Gankpé Gbètoho Fortuné, Do Laurent, Rabhi Mohammed
Service de Neurochirurgie, Centre Hospitalier Universitaire Hassan II, Fès, Maroc.
Service de Neurochirurgie, Centre Hospitalier Universitaire, Guadeloupe, France.
Pan Afr Med J. 2022 May 4;42:2. doi: 10.11604/pamj.2022.42.2.21183. eCollection 2022.

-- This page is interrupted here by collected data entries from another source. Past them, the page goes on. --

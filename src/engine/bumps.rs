//! Engine following the bumps conventions.
//!
//! Methods `amoeba` (Nelder-Mead, the default), `lm` and `de`. Standard errors
//! are reported unscaled, from the data uncertainties alone.

use tracing::info;

use super::{finish_fit, FitEngine, FitProblem, RawEngineOutput};
use crate::control::RunControl;
use crate::convergence::ConvergenceStatus;
use crate::error::{Result, SasFitError};
use crate::global_opt::DifferentialEvolution;
use crate::lm::LevenbergMarquardt;
use crate::simplex::NelderMead;

/// Fit finished inside tolerance.
pub const CONVERGED: i32 = 0;
/// Fit stopped at the step limit.
pub const STEP_LIMIT: i32 = 1;
/// Fit stopped at a cancellation checkpoint.
pub const CANCELLED: i32 = 2;
/// Fit raised an error.
pub const FAILED: i32 = -1;

const METHODS: &[&str] = &["amoeba", "lm", "de"];

#[derive(Debug, Clone, Copy, Default)]
pub struct BumpsEngine;

fn status_code(status: Option<ConvergenceStatus>) -> i32 {
    match status {
        Some(s) if s.is_converged() => CONVERGED,
        Some(ConvergenceStatus::MaxIterationsReached) => STEP_LIMIT,
        Some(ConvergenceStatus::Cancelled) => CANCELLED,
        _ => FAILED,
    }
}

impl FitEngine for BumpsEngine {
    fn name(&self) -> &'static str {
        "bumps"
    }

    fn methods(&self) -> &'static [&'static str] {
        METHODS
    }

    fn default_method(&self) -> &'static str {
        "amoeba"
    }

    fn fit(
        &self,
        method: &str,
        problem: &FitProblem,
        control: &RunControl,
    ) -> Result<RawEngineOutput> {
        let initial = problem.initial_internal()?;
        info!(engine = "bumps", method, free = problem.free_count(), "starting fit");

        let outcome = match method {
            "amoeba" => NelderMead::new().minimize(problem, initial, control),
            "lm" => LevenbergMarquardt::new().minimize(problem, initial, control),
            "de" => {
                let bounds = problem.internal_bounds(&initial);
                DifferentialEvolution::new().minimize(problem, &initial, &bounds, control)
            }
            other => {
                return Err(SasFitError::UnknownMethod {
                    engine: self.name().to_string(),
                    method: other.to_string(),
                })
            }
        };

        finish_fit(self.name(), method, problem, outcome, status_code, false)
    }
}

#[cfg(test)]
mod tests {
    use super::*;
    use crate::engine::test_support::sphere_problem;
    use approx::assert_relative_eq;
    use tokio_util::sync::CancellationToken;

    #[test]
    fn test_amoeba_recovers_sphere() {
        let problem = sphere_problem();
        let output = BumpsEngine.fit("amoeba", &problem, &RunControl::default()).unwrap();

        assert_eq!(output.status_code, CONVERGED, "{}", output.message);
        assert_eq!(output.parameters[0].name, "radius");
        assert_relative_eq!(output.parameters[0].value, 40.0, max_relative = 1e-3);
        assert_relative_eq!(output.parameters[1].value, 0.5, max_relative = 1e-2);
        assert!(output.parameters[0].stderr.is_some());
        assert!(!output.aborted);
    }

    #[test]
    fn test_lm_recovers_sphere() {
        let problem = sphere_problem();
        let output = BumpsEngine.fit("lm", &problem, &RunControl::default()).unwrap();

        assert_eq!(output.status_code, CONVERGED, "{}", output.message);
        assert_relative_eq!(output.parameters[0].value, 40.0, max_relative = 1e-4);
        assert!(output.chisq < 1e-6);
    }

    #[test]
    fn test_step_limit_and_cancel_codes() {
        let problem = sphere_problem();
        let control = RunControl::default().with_max_iterations(Some(2));
        let output = BumpsEngine.fit("amoeba", &problem, &control).unwrap();
        assert_eq!(output.status_code, STEP_LIMIT);

        let token = CancellationToken::new();
        token.cancel();
        let output = BumpsEngine.fit("de", &problem, &RunControl::new(token)).unwrap();
        assert_eq!(output.status_code, CANCELLED);
        assert!(output.aborted);
        assert!(output.parameters.iter().all(|p| p.stderr.is_none()));
    }

    #[test]
    fn test_unknown_method() {
        let problem = sphere_problem();
        let err = BumpsEngine.fit("newton", &problem, &RunControl::default()).unwrap_err();
        assert!(matches!(err, SasFitError::UnknownMethod { .. }));
    }
}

Ogilvie´s syndrome is an acute colonic pseudo-obstruction, characterized by massive colonic distension in the absence of mechanical cause. It is a very rare pathology after spinal surgery. We report two cases in the neurosurgery department of the University Hospital of Guadeloupe. A 79-year-old woman overweight (BMI= 27kg/m) and a 56-year-old man experienced history of non-systematized bilateral lumbar and sciatic pain with reduction in walking perimeter for few months. MRI of lumbar spine had revealed a lumbar stenosis with disc herniation. They had undergone decompression surgery with laminectomy. The surgical intervention was uneventful perioperatively. By 48 hours after surgery, they had complained of constipation with cessation of fecal and flatus with resultant abdominal distension. Abdominal CT scan and X-rays showed significant bowel distension with no mechanical obstruction, suggestive of Ogilvie´s syndrome. Conservative treatment had been sufficient to treat this syndrome and the patients completely recovered. In the occurrence of Ogilvie´s syndrome, the most frequent pathology is the lumbar disc herniation. The clinical presentation is typical with a cessation of fecal and gas elimination, and abdominal distension. Conservative treatment remains the treatment of choice when diagnosis is made early.
奥吉尔维综合征是一种急性结肠假性梗阻,其特征是在没有机械性病因的情况下出现结肠大量扩张。它是脊柱手术后一种非常罕见的病症。我们报告在瓜德罗普大学医院神经外科的两例病例。一名79岁超重女性(体重指数=27kg/m)和一名56岁男性,有几个月的非系统性双侧腰腿痛病史,行走范围减小。腰椎磁共振成像显示腰椎管狭窄伴椎间盘突出。他们接受了椎板切除术减压手术。手术干预围手术期顺利。术后48小时,他们主诉便秘,停止排气排便,导致腹胀。腹部CT扫描和X线显示肠管明显扩张,无机械性梗阻,提示奥吉尔维综合征。保守治疗足以治愈该综合征,患者完全康复。在奥吉尔维综合征的发病中,最常见的病症是腰椎间盘突出症。临床表现典型,即停止排气排便和腹胀。早期诊断时,保守治疗仍是首选治疗方法。